The order in which the individual judge (or panel of judges) within a court is determined in advance, meaning that it is based on general objective principles, is essential. It is desirable to indicate clearly where the ultimate responsibility for proper case allocation is being placed. In national legislation, it is sometimes provided that the court Presidents should have the power to assign cases among the individual judges. However, this power involves an element of discretion, which could be misused as a means of putting pressure on judges by overburdening them with cases or by assigning them only low-profile cases. It is also possible to direct politically sensitive cases to certain judges and to avoid allocating them to others. This can be a very effective way of influencing the outcome of the process.14.
Furthermore, Section 76.4.b AOAC enables the President of the NJO to designate another court based on the vague criterion of ‘adjudicating cases within a reasonable period of time’. This relates to Articles 11.3 and 11.4 of the Act on Transitional Provisions of 30 December 2011, which were adopted on the constitutional level in order to overcome the annulment of a similar provision on the legislative level by Constitutional Court judgment no. 166/2011 of 20 December 2011. The Constitutional Court had found that provision contrary to the European Convention on Human Rights. The fact, that some courts in Hungary are so small that the designation of such a court would effectively amount to the designation of a single judge or a special chamber, further adds to this. Even though the reasonable time requirement is part of both Article XXVIII Fundamental Law and Article 6.1 ECHR, it is not absolute, but forms a field of tension with the often conflicting right to a fair trial with respect to the fact that having and exercising more procedural rights necessarily goes hand in hand with a longer duration of the proceedings.15. Taking into account the importance of the right to a lawful judge for a fair trial, the state has to resort to other less intrusive means, in particular to provide for a sufficient number of judges and court staff. Solutions by means of arbitrary designation of another court cannot be justified at all.

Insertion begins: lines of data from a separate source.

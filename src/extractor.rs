//! Extraction pipeline: turn the live catalog into the in-memory model.
//!
//! Processing is strictly sequential: schemas one at a time, categories
//! within a schema one at a time, one definition fetch at a time. Any
//! failure aborts the whole run; no partial schema list is ever returned.

use anyhow::{Context, Result};
use itertools::Itertools;
use tracing::{debug, info};

use crate::catalog::{DbObject, Schema, is_system_schema};
use crate::source::{Category, ListedObject, SchemaSource};

pub struct Extractor {
    source: Box<dyn SchemaSource>,
}

impl Extractor {
    pub fn new(source: Box<dyn SchemaSource>) -> Self {
        Self { source }
    }

    /// Extract every table, view, materialized view and function in the
    /// requested schemas. Objects are ordered by type and alphabetically by
    /// name within each type.
    pub async fn extract_schemas(&self, schema_names: &[String]) -> Result<Vec<Schema>> {
        let mut schemas = Vec::with_capacity(schema_names.len());
        for name in schema_names {
            let schema = self
                .extract_schema(name)
                .await
                .with_context(|| format!("extracting schema {name}"))?;
            schemas.push(schema);
        }
        Ok(schemas)
    }

    async fn extract_schema(&self, name: &str) -> Result<Schema> {
        info!("Extracting schema {name}");
        let mut objects = Vec::new();

        for category in [Category::Table, Category::View, Category::MaterializedView] {
            let extracted = self
                .extract_category(name, category)
                .await
                .with_context(|| format!("extracting {} from schema {name}", category.plural()))?;
            objects.extend(extracted);
        }

        let functions = self
            .extract_functions(name)
            .await
            .with_context(|| format!("extracting functions from schema {name}"))?;
        objects.extend(functions);

        Ok(Schema {
            name: name.to_string(),
            objects,
        })
    }

    async fn extract_category(&self, schema: &str, category: Category) -> Result<Vec<DbObject>> {
        let listed = self.list_user_objects(schema, category).await?;

        let mut objects = Vec::with_capacity(listed.len());
        for item in listed {
            objects.push(self.fetch_object(schema, item, category).await?);
        }
        Ok(objects)
    }

    /// Regular and aggregate functions come from separate listings; merge
    /// them and sort by name (then signature, so overloads have a stable
    /// order) before fetching, so the function partition stays alphabetical.
    async fn extract_functions(&self, schema: &str) -> Result<Vec<DbObject>> {
        let functions = self.list_user_objects(schema, Category::Function).await?;
        let aggregates = self.list_user_objects(schema, Category::Aggregate).await?;

        let listed = functions
            .into_iter()
            .map(|item| (Category::Function, item))
            .chain(aggregates.into_iter().map(|item| (Category::Aggregate, item)))
            .sorted_by(|a, b| {
                a.1.name
                    .cmp(&b.1.name)
                    .then_with(|| a.1.signature.cmp(&b.1.signature))
            })
            .collect::<Vec<_>>();

        let mut objects = Vec::with_capacity(listed.len());
        for (category, item) in listed {
            objects.push(self.fetch_object(schema, item, category).await?);
        }
        Ok(objects)
    }

    async fn list_user_objects(&self, schema: &str, category: Category) -> Result<Vec<ListedObject>> {
        let mut listed = self
            .source
            .list_objects(schema, category)
            .await
            .with_context(|| format!("listing {} in schema {schema}", category.plural()))?;

        // System namespaces are filtered here, after every backend, so the
        // exclusion holds even when a caller asks for one by name.
        let before = listed.len();
        listed.retain(|item| !is_system_schema(&item.namespace));
        if listed.len() < before {
            debug!(
                "dropped {} system catalog objects from {} listing",
                before - listed.len(),
                category
            );
        }

        Ok(listed)
    }

    async fn fetch_object(
        &self,
        schema: &str,
        item: ListedObject,
        category: Category,
    ) -> Result<DbObject> {
        let definition = self
            .source
            .fetch_definition(schema, &item, category)
            .await
            .with_context(|| format!("reading definition of {category} {item}"))?;

        Ok(DbObject {
            schema: schema.to_string(),
            name: item.name,
            object_type: category.object_type(),
            definition,
            depends: Vec::new(),
        })
    }
}
//! CREATE TABLE assembly from catalog column and constraint rows.
//!
//! PostgreSQL has no catalog function that reconstructs a whole CREATE TABLE
//! statement, so the statement is reassembled client-side from `pg_attribute`
//! and `pg_constraint` rows.

use super::quote_ident;

#[derive(Debug, Clone, PartialEq, Eq)]
pub struct ColumnSpec {
    pub name: String,
    pub data_type: String,
    pub not_null: bool,
    pub default: Option<String>,
    pub generated: Option<String>,
}

impl ColumnSpec {
    /// Build a column from raw catalog fields. `generated_kind` is
    /// `pg_attribute.attgenerated`: `s` for stored generated columns, empty
    /// otherwise. `expression` then carries either the generation expression
    /// or the column default.
    pub fn from_catalog(
        name: &str,
        data_type: &str,
        not_null: bool,
        generated_kind: &str,
        expression: Option<String>,
    ) -> Self {
        let (generated, default) = if generated_kind == "s" {
            (expression, None)
        } else {
            (None, expression)
        };

        Self {
            name: name.to_string(),
            data_type: data_type.to_string(),
            not_null,
            default,
            generated,
        }
    }
}

/// A table constraint as reported by `pg_get_constraintdef`, e.g.
/// `PRIMARY KEY (id)` or `CHECK ((price > 0))`.
#[derive(Debug, Clone, PartialEq, Eq)]
pub struct ConstraintSpec {
    pub name: String,
    pub definition: String,
}

/// Render a complete CREATE TABLE statement (without trailing terminator).
pub fn render_create_table(
    schema: &str,
    name: &str,
    columns: &[ColumnSpec],
    constraints: &[ConstraintSpec],
) -> String {
    let mut sql = String::new();
    sql.push_str("CREATE TABLE ");
    sql.push_str(&format!("{}.{}", quote_ident(schema), quote_ident(name)));
    sql.push_str(" (\n");

    let mut entries = Vec::new();

    for column in columns {
        let mut col_def = format!("    {} {}", quote_ident(&column.name), column.data_type);

        // Generation expression must come before default and not null
        if let Some(ref generated) = column.generated {
            col_def.push_str(&format!(" GENERATED ALWAYS AS ({}) STORED", generated));
        }

        if let Some(ref default) = column.default {
            col_def.push_str(&format!(" DEFAULT {}", default));
        }

        if column.not_null {
            col_def.push_str(" NOT NULL");
        }

        entries.push(col_def);
    }

    for constraint in constraints {
        entries.push(format!(
            "    CONSTRAINT {} {}",
            quote_ident(&constraint.name),
            constraint.definition
        ));
    }

    sql.push_str(&entries.join(",\n"));
    sql.push_str("\n)");

    sql
}

#[cfg(test)]
mod tests {
    use super::*;

    fn column(name: &str, data_type: &str, not_null: bool) -> ColumnSpec {
        ColumnSpec {
            name: name.to_string(),
            data_type: data_type.to_string(),
            not_null,
            default: None,
            generated: None,
        }
    }

    #[test]
    fn test_render_basic_table() {
        let columns = vec![column("id", "integer", true), column("email", "text", true)];

        let sql = render_create_table("public", "users", &columns, &[]);
        assert_eq!(
            sql,
            "CREATE TABLE \"public\".\"users\" (\n    \"id\" integer NOT NULL,\n    \"email\" text NOT NULL\n)"
        );
    }

    #[test]
    fn test_render_table_with_primary_key() {
        let columns = vec![column("id", "integer", true)];
        let constraints = vec![ConstraintSpec {
            name: "users_pkey".to_string(),
            definition: "PRIMARY KEY (id)".to_string(),
        }];

        let sql = render_create_table("public", "users", &columns, &constraints);
        assert_eq!(
            sql,
            "CREATE TABLE \"public\".\"users\" (\n    \"id\" integer NOT NULL,\n    CONSTRAINT \"users_pkey\" PRIMARY KEY (id)\n)"
        );
    }

    #[test]
    fn test_render_table_with_defaults_and_nullability() {
        let columns = vec![
            ColumnSpec {
                name: "id".to_string(),
                data_type: "integer".to_string(),
                not_null: true,
                default: Some("nextval('posts_id_seq'::regclass)".to_string()),
                generated: None,
            },
            column("content", "text", false),
            ColumnSpec {
                name: "created_at".to_string(),
                data_type: "timestamp with time zone".to_string(),
                not_null: true,
                default: Some("CURRENT_TIMESTAMP".to_string()),
                generated: None,
            },
        ];

        let sql = render_create_table("public", "posts", &columns, &[]);
        assert_eq!(
            sql,
            "CREATE TABLE \"public\".\"posts\" (\n    \"id\" integer DEFAULT nextval('posts_id_seq'::regclass) NOT NULL,\n    \"content\" text,\n    \"created_at\" timestamp with time zone DEFAULT CURRENT_TIMESTAMP NOT NULL\n)"
        );
    }

    #[test]
    fn test_render_table_with_generated_column() {
        let columns = vec![
            column("first_name", "text", true),
            column("last_name", "text", true),
            ColumnSpec {
                name: "full_name".to_string(),
                data_type: "text".to_string(),
                not_null: false,
                default: None,
                generated: Some("first_name || ' ' || last_name".to_string()),
            },
        ];

        let sql = render_create_table("public", "users", &columns, &[]);
        assert_eq!(
            sql,
            "CREATE TABLE \"public\".\"users\" (\n    \"first_name\" text NOT NULL,\n    \"last_name\" text NOT NULL,\n    \"full_name\" text GENERATED ALWAYS AS (first_name || ' ' || last_name) STORED\n)"
        );
    }

    #[test]
    fn test_from_catalog_routes_expression() {
        let generated = ColumnSpec::from_catalog("total", "numeric", false, "s", Some("a + b".to_string()));
        assert_eq!(generated.generated.as_deref(), Some("a + b"));
        assert_eq!(generated.default, None);

        let defaulted = ColumnSpec::from_catalog("count", "integer", true, "", Some("0".to_string()));
        assert_eq!(defaulted.default.as_deref(), Some("0"));
        assert_eq!(defaulted.generated, None);
    }
}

In order to prevent the risk of an abuse of the power to allocate and to bring the provisions in line with Article 6 ECHR, the Venice Commission recommends that the Hungarian authorities use other mechanisms for the distribution of cases, especially those outlined by the Venice Commission as follows: ‘In order to enhance impartiality and independence of the judiciary it is highly recommended that the order in which judges deal with the cases be determined on the basis of general criteria. This can be done for example on the basis of alphabetical order, on the basis of a computerised system or on the basis of objective criteria such as categories of cases. The general rules (including exceptions) should be formulated by the law or by special regulations on the basis of the law, e.g. in court regulations laid down by the presidium or President. It may not always be possible to establish a fully comprehensive abstract system that operates for all cases, leaving no room to decisions regarding allocation in individual cases.

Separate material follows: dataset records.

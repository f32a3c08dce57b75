//! Catalog backend that shells out to the `psql` client.
//!
//! Every request is one `psql -c` invocation in unaligned, tuples-only mode.
//! Listings use the describe meta-commands (`\dt`, `\dv`, `\dm`, `\df`) and
//! parse their `|`-separated rows; definition fetches either take the whole
//! stdout as the value (`\sf`, `pg_get_viewdef`) or parse catalog rows into
//! the shared renderers so both backends emit identical DDL.

use anyhow::{Context, Result, bail};
use async_trait::async_trait;
use tokio::process::Command;
use tracing::{debug, warn};

use super::{Category, ListedObject, SchemaSource};
use crate::config::Database;
use crate::render::aggregate::{AggregateParts, render_create_aggregate};
use crate::render::table::{ColumnSpec, ConstraintSpec, render_create_table};
use crate::render::view::{render_create_materialized_view, render_create_view};
use crate::render::{escape_string, quote_ident};

/// Field counts of the unqualified describe commands in unaligned mode. The
/// verbose `+` variants append columns, so rows may be wider but never
/// narrower; the name and namespace positions are stable.
const RELATION_LISTING_FIELDS: usize = 4; // schema | name | type | owner
const FUNCTION_LISTING_FIELDS: usize = 5; // schema | name | result | argument types | kind

pub struct PsqlSource {
    settings: Database,
}

impl PsqlSource {
    pub fn new(settings: Database) -> Self {
        Self { settings }
    }

    async fn exec(&self, command: &str) -> Result<String> {
        debug!("running psql command: {command}");
        let mut cmd = Command::new("psql");
        cmd.arg("-h")
            .arg(&self.settings.host)
            .arg("-p")
            .arg(self.settings.port.to_string())
            .arg("-U")
            .arg(&self.settings.user)
            .arg("-d")
            .arg(&self.settings.dbname)
            .arg("--no-align")
            .arg("--tuples-only")
            .arg("--quiet")
            .arg("-c")
            .arg(command);
        // Keep describe-output labels stable across locales.
        cmd.env("LC_ALL", "C");
        // The secret travels in the child environment, never on the command
        // line where it would leak into the process list.
        if let Some(password) = &self.settings.password {
            cmd.env("PGPASSWORD", password);
        }

        let output = cmd.output().await.context("running psql")?;
        if !output.status.success() {
            bail!(
                "psql exited with {}: {}",
                output.status,
                String::from_utf8_lossy(&output.stderr).trim()
            );
        }

        String::from_utf8(output.stdout).context("psql produced non-UTF-8 output")
    }

    async fn list_relations(&self, schema: &str, category: Category) -> Result<Vec<ListedObject>> {
        let describe = match category {
            Category::Table => "dt",
            Category::View => "dv",
            Category::MaterializedView => "dm",
            _ => unreachable!("not a relation category"),
        };

        let output = self
            .exec(&format!(r"\{describe} {}.*", quote_ident(schema)))
            .await?;
        let (rows, skipped) = parse_listing(&output, RELATION_LISTING_FIELDS);
        if skipped > 0 {
            warn!("skipped {skipped} malformed rows in {category} listing for schema {schema}");
        }

        Ok(rows
            .into_iter()
            .map(|fields| ListedObject {
                namespace: fields[0].clone(),
                name: fields[1].clone(),
                signature: None,
            })
            .collect())
    }

    async fn list_functions(&self, schema: &str, category: Category) -> Result<Vec<ListedObject>> {
        let output = self.exec(&format!(r"\df {}.*", quote_ident(schema))).await?;
        let (rows, skipped) = parse_listing(&output, FUNCTION_LISTING_FIELDS);
        if skipped > 0 {
            warn!("skipped {skipped} malformed rows in {category} listing for schema {schema}");
        }

        Ok(rows
            .into_iter()
            .filter(|fields| kind_matches(&fields[4], category))
            .map(|fields| ListedObject {
                namespace: fields[0].clone(),
                name: fields[1].clone(),
                signature: Some(fields[3].clone()),
            })
            .collect())
    }

    async fn table_definition(&self, schema: &str, name: &str) -> Result<String> {
        let output = self.exec(&table_columns_sql(schema, name)).await?;
        let mut columns = Vec::new();
        for line in data_lines(&output) {
            // The expression field comes last so defaults may contain the
            // separator.
            let fields: Vec<&str> = line.splitn(5, '|').collect();
            if fields.len() < 5 {
                bail!("malformed column row: {line:?}");
            }
            let expression = (!fields[4].is_empty()).then(|| fields[4].to_string());
            columns.push(ColumnSpec::from_catalog(
                fields[0],
                fields[1],
                fields[2] == "t",
                fields[3],
                expression,
            ));
        }
        if columns.is_empty() {
            bail!("no columns found in catalog");
        }

        let output = self.exec(&table_constraints_sql(schema, name)).await?;
        let mut constraints = Vec::new();
        for line in data_lines(&output) {
            let fields: Vec<&str> = line.splitn(2, '|').collect();
            if fields.len() < 2 {
                bail!("malformed constraint row: {line:?}");
            }
            constraints.push(ConstraintSpec {
                name: fields[0].to_string(),
                definition: fields[1].to_string(),
            });
        }

        Ok(render_create_table(schema, name, &columns, &constraints))
    }

    async fn view_query(&self, schema: &str, name: &str, relkind: &str) -> Result<String> {
        let sql = format!(
            "SELECT pg_catalog.pg_get_viewdef(c.oid, true) \
             FROM pg_class c JOIN pg_namespace n ON c.relnamespace = n.oid \
             WHERE n.nspname = {} AND c.relname = {} AND c.relkind = '{relkind}'",
            escape_string(schema),
            escape_string(name),
        );

        let output = self.exec(&sql).await?;
        let body = output.trim();
        if body.is_empty() {
            bail!("no definition found in catalog");
        }
        Ok(body.to_string())
    }

    async fn function_definition(&self, schema: &str, name: &str, signature: &str) -> Result<String> {
        let command = format!(
            r"\sf {}.{}({signature})",
            quote_ident(schema),
            quote_ident(name)
        );
        let output = self.exec(&command).await?;
        let body = output.trim();
        if body.is_empty() {
            bail!("no definition found in catalog");
        }
        Ok(body.to_string())
    }

    async fn aggregate_definition(&self, schema: &str, name: &str, signature: &str) -> Result<String> {
        let output = self.exec(&aggregate_parts_sql(schema, name, signature)).await?;
        let line = data_lines(&output)
            .next()
            .context("no matching aggregate found in catalog")?;

        let fields: Vec<&str> = line.splitn(9, '|').collect();
        if fields.len() < 9 {
            bail!("malformed aggregate row: {line:?}");
        }
        let optional = |field: &str| (!field.is_empty()).then(|| field.to_string());

        let parts = AggregateParts {
            arguments: fields[0].to_string(),
            state_func_schema: fields[1].to_string(),
            state_func: fields[2].to_string(),
            state_type: fields[3].to_string(),
            final_func_schema: optional(fields[4]),
            final_func: optional(fields[5]),
            combine_func_schema: optional(fields[6]),
            combine_func: optional(fields[7]),
            initial_value: optional(fields[8]),
        };

        Ok(render_create_aggregate(schema, name, &parts))
    }
}

#[async_trait]
impl SchemaSource for PsqlSource {
    async fn list_objects(&self, schema: &str, category: Category) -> Result<Vec<ListedObject>> {
        match category {
            Category::Table | Category::View | Category::MaterializedView => {
                self.list_relations(schema, category).await
            }
            Category::Function | Category::Aggregate => self.list_functions(schema, category).await,
        }
    }

    async fn fetch_definition(
        &self,
        schema: &str,
        object: &ListedObject,
        category: Category,
    ) -> Result<String> {
        match category {
            Category::Table => self.table_definition(schema, &object.name).await,
            Category::View => {
                let query = self.view_query(schema, &object.name, "v").await?;
                Ok(render_create_view(schema, &object.name, &query))
            }
            Category::MaterializedView => {
                let query = self.view_query(schema, &object.name, "m").await?;
                Ok(render_create_materialized_view(schema, &object.name, &query))
            }
            Category::Function => {
                let signature = object.required_signature()?;
                self.function_definition(schema, &object.name, signature).await
            }
            Category::Aggregate => {
                let signature = object.required_signature()?;
                self.aggregate_definition(schema, &object.name, signature).await
            }
        }
    }
}

/// Split unaligned listing output into rows, dropping blank lines. Rows
/// narrower than `expected_fields` are unusable and are skipped; the caller
/// decides how loudly to report the skip count. Wider rows (the verbose
/// listing variants) are kept as-is.
fn parse_listing(output: &str, expected_fields: usize) -> (Vec<Vec<String>>, usize) {
    let mut rows = Vec::new();
    let mut skipped = 0;

    for line in output.lines() {
        if line.trim().is_empty() {
            continue;
        }
        let fields: Vec<&str> = line.split('|').collect();
        if fields.len() < expected_fields {
            skipped += 1;
            continue;
        }
        rows.push(fields.into_iter().map(str::to_string).collect());
    }

    (rows, skipped)
}

fn data_lines(output: &str) -> impl Iterator<Item = &str> {
    output.lines().filter(|line| !line.trim().is_empty())
}

// `\df` tags each row with the routine kind; older servers print "normal"
// where current ones print "func".
fn kind_matches(kind: &str, category: Category) -> bool {
    match category {
        Category::Function => matches!(kind, "func" | "normal"),
        Category::Aggregate => kind == "agg",
        _ => false,
    }
}

fn table_columns_sql(schema: &str, name: &str) -> String {
    format!(
        "SELECT a.attname, pg_catalog.format_type(a.atttypid, a.atttypmod), \
                a.attnotnull, a.attgenerated::text, \
                pg_catalog.pg_get_expr(ad.adbin, ad.adrelid) \
         FROM pg_attribute a \
         JOIN pg_class c ON a.attrelid = c.oid \
         JOIN pg_namespace n ON c.relnamespace = n.oid \
         LEFT JOIN pg_attrdef ad ON ad.adrelid = a.attrelid AND ad.adnum = a.attnum \
         WHERE n.nspname = {} AND c.relname = {} \
           AND c.relkind IN ('r', 'p') AND a.attnum > 0 AND NOT a.attisdropped \
         ORDER BY a.attnum",
        escape_string(schema),
        escape_string(name),
    )
}

fn table_constraints_sql(schema: &str, name: &str) -> String {
    format!(
        "SELECT con.conname, pg_catalog.pg_get_constraintdef(con.oid) \
         FROM pg_constraint con \
         JOIN pg_class c ON con.conrelid = c.oid \
         JOIN pg_namespace n ON c.relnamespace = n.oid \
         WHERE n.nspname = {} AND c.relname = {} \
           AND con.contype IN ('p', 'u', 'f', 'c') \
         ORDER BY CASE con.contype WHEN 'p' THEN 0 WHEN 'u' THEN 1 WHEN 'f' THEN 2 ELSE 3 END, \
                  con.conname",
        escape_string(schema),
        escape_string(name),
    )
}

fn aggregate_parts_sql(schema: &str, name: &str, signature: &str) -> String {
    format!(
        "SELECT pg_catalog.pg_get_function_identity_arguments(p.oid), \
                tfns.nspname, tfunc.proname, \
                pg_catalog.format_type(a.aggtranstype, NULL), \
                ffns.nspname, ffunc.proname, \
                cfns.nspname, cfunc.proname, \
                a.agginitval \
         FROM pg_aggregate a \
         JOIN pg_proc p ON a.aggfnoid = p.oid \
         JOIN pg_namespace n ON p.pronamespace = n.oid \
         JOIN pg_proc tfunc ON a.aggtransfn = tfunc.oid \
         JOIN pg_namespace tfns ON tfunc.pronamespace = tfns.oid \
         LEFT JOIN pg_proc ffunc ON a.aggfinalfn = ffunc.oid AND a.aggfinalfn != 0 \
         LEFT JOIN pg_namespace ffns ON ffunc.pronamespace = ffns.oid \
         LEFT JOIN pg_proc cfunc ON a.aggcombinefn = cfunc.oid AND a.aggcombinefn != 0 \
         LEFT JOIN pg_namespace cfns ON cfunc.pronamespace = cfns.oid \
         WHERE n.nspname = {} AND p.proname = {} \
           AND string_to_array(p.proargtypes::text, ' ')::oid[] = \
               (SELECT COALESCE(array_agg(t::regtype::oid), '{{}}') \
                  FROM unnest(string_to_array(NULLIF({}, ''), ', ')) AS t)",
        escape_string(schema),
        escape_string(name),
        escape_string(signature),
    )
}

There may be circumstances requiring a need to take into account the workload or the specialisation of judges. … The criteria for making such decisions by the court President or presidium should, however, be defined in advance16. on the basis of objective criteria. Workload statistics provide objective statistical data, but they are not sufficient as a basis for the decision on transferral, since they do not contain criteria for the selection of certain cases for transferral or for the selection of the individual receiving court. In order to prevent any risk of abuse, court Presidents and the President of the NJO should not have the discretion to decide which cases should be transferred or to select the ‘sending’ or ‘receiving’ courts. In addition, any such case allocation should be subject to review in order to take into account possible harsh situations where persons without the means to come to a court that is far away from their home town.

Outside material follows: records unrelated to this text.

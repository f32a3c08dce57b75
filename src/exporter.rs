//! Write extracted schemas to a directory tree.
//!
//! Layout: `<base>/<schema>/<object type>/<name>.sql`. Existing files are
//! overwritten; files for objects that no longer exist in the database are
//! left in place. Overloaded functions collapse onto one file per base name
//! and the last overload written wins, an accepted limitation of the
//! name-keyed layout.

use anyhow::{Context, Result};
use itertools::Itertools;
use std::fs;
use std::path::{Path, PathBuf};
use tracing::info;

use crate::catalog::{DbObject, ObjectType, Schema};

pub struct Exporter {
    base_dir: PathBuf,
}

impl Exporter {
    pub fn new(base_dir: PathBuf) -> Self {
        Self { base_dir }
    }

    /// Write one file per object. Any directory or write failure aborts the
    /// whole export; files already written stay on disk.
    pub fn export(&self, schemas: &[Schema]) -> Result<()> {
        for schema in schemas {
            self.export_schema(schema)
                .with_context(|| format!("exporting schema {}", schema.name))?;
        }
        Ok(())
    }

    fn export_schema(&self, schema: &Schema) -> Result<()> {
        info!(
            "Writing schema {} ({} objects)",
            schema.name,
            schema.objects.len()
        );
        let schema_dir = self.base_dir.join(&schema.name);
        fs::create_dir_all(&schema_dir)
            .with_context(|| format!("creating directory {}", schema_dir.display()))?;

        let by_type = schema.objects.iter().into_group_map_by(|object| object.object_type);

        for object_type in ObjectType::ALL {
            let Some(objects) = by_type.get(&object_type) else {
                continue;
            };

            let type_dir = schema_dir.join(object_type.as_str());
            fs::create_dir_all(&type_dir)
                .with_context(|| format!("creating directory {}", type_dir.display()))?;

            for object in objects {
                self.export_object(&type_dir, object).with_context(|| {
                    format!("writing {} {}.{}", object.object_type, object.schema, object.name)
                })?;
            }
        }

        Ok(())
    }

    fn export_object(&self, type_dir: &Path, object: &DbObject) -> Result<()> {
        let path = type_dir.join(format!("{}.sql", object.name));

        let mut content = format!(
            "-- Object: {}.{}\n-- Type: {}\n\n",
            object.schema, object.name, object.object_type
        );
        content.push_str(&normalize_definition(&object.definition));

        fs::write(&path, content).with_context(|| format!("writing file {}", path.display()))?;
        Ok(())
    }
}

/// Trim surrounding whitespace and collapse any run of trailing terminators
/// so the exported statement ends in exactly one.
fn normalize_definition(definition: &str) -> String {
    let mut body = definition.trim();
    while let Some(stripped) = body.strip_suffix(';') {
        body = stripped.trim_end();
    }
    format!("{body};\n")
}

#[cfg(test)]
mod tests {
    use super::*;
    use rstest::rstest;

    #[rstest]
    #[case("CREATE TABLE t (id integer)", "CREATE TABLE t (id integer);\n")]
    #[case("CREATE TABLE t (id integer);", "CREATE TABLE t (id integer);\n")]
    #[case("  SELECT 1;\n\n", "SELECT 1;\n")]
    #[case("SELECT 1;; ;\n", "SELECT 1;\n")]
    #[case("SELECT ';';", "SELECT ';';\n")]
    fn test_normalize_definition(#[case] input: &str, #[case] expected: &str) {
        assert_eq!(normalize_definition(input), expected);
    }
}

There may therefore be a basis for an objective system (even though it seems that in the present case, the nine cases were not assigned to one of the least burdened courts). The real problem lies in the selection of some cases, which are transferred, and in the lack of any justification, why it was just these cases that were selected. The Commission delegation was indeed informed that one of the cases transferred was a highly sensitive one of alleged political corruption.’
27.
Document no. CDL(2009)055 contains the following passages:
- ‘68.
Many European constitutions contain a subjective right to a lawful judge. As a rule, the guarantee is worded in a negative way, such as in the Constitution of Belgium: ‘No one can be separated, unwillingly, from the judge that the law has assigned to him.’’ (Article 13) or Italy: ‘No one may be removed from the normal judge predetermined by law’.17. Other constitutions state the ‘right to the lawful judge’ in a positive way such as the Constitution of Slovenia: ‘Everyone has the right to have any decision regarding his rights, duties and any charges brought against him made without undue delay by an independent, impartial court constituted by law. Only a judge duly appointed pursuant to rules previously established by law and by judicial regulations may judge such an individual.’18.
The law
I. Alleged violation of Article 6 § 1 of the Convention
28.
The applicant complained that it did not have a fair hearing in that the court which had been designated to hear its action could not be regarded as an independent and impartial tribunal established by law. It relied on Article 6 § 1 of the Convention, which reads as follows:
‘In the determination of his civil rights and obligations … everyone is entitled to a fair … hearing … by an independent and impartial tribunal established by law.’
29.
The Government contested that argument.
A. Admissibility
30.
The Government argued that the application was inadmissible for failure to exhaust domestic remedies. In particular, the applicant had failed to file a motion for bias against the judges to whom its case had been assigned, if it had any doubts as to their impartiality.
31.
The applicant argued that a motion for bias was not a remedy with a bearing on the objectivity of the reassignment or on the ensuing appearance of lack of impartiality on the part of the assignee court.
32.
The Court agrees with the applicant's position, observing that the key issue in the case was not the impartiality of the assignee judges. The question of a motion for bias cannot, therefore, be considered pertinent in this context.
33.
Furthermore, the Government claimed that the applicant had not exhausted domestic remedies in that its constitutional complaint, in its part going to the reassignment matter, had been introduced belatedly.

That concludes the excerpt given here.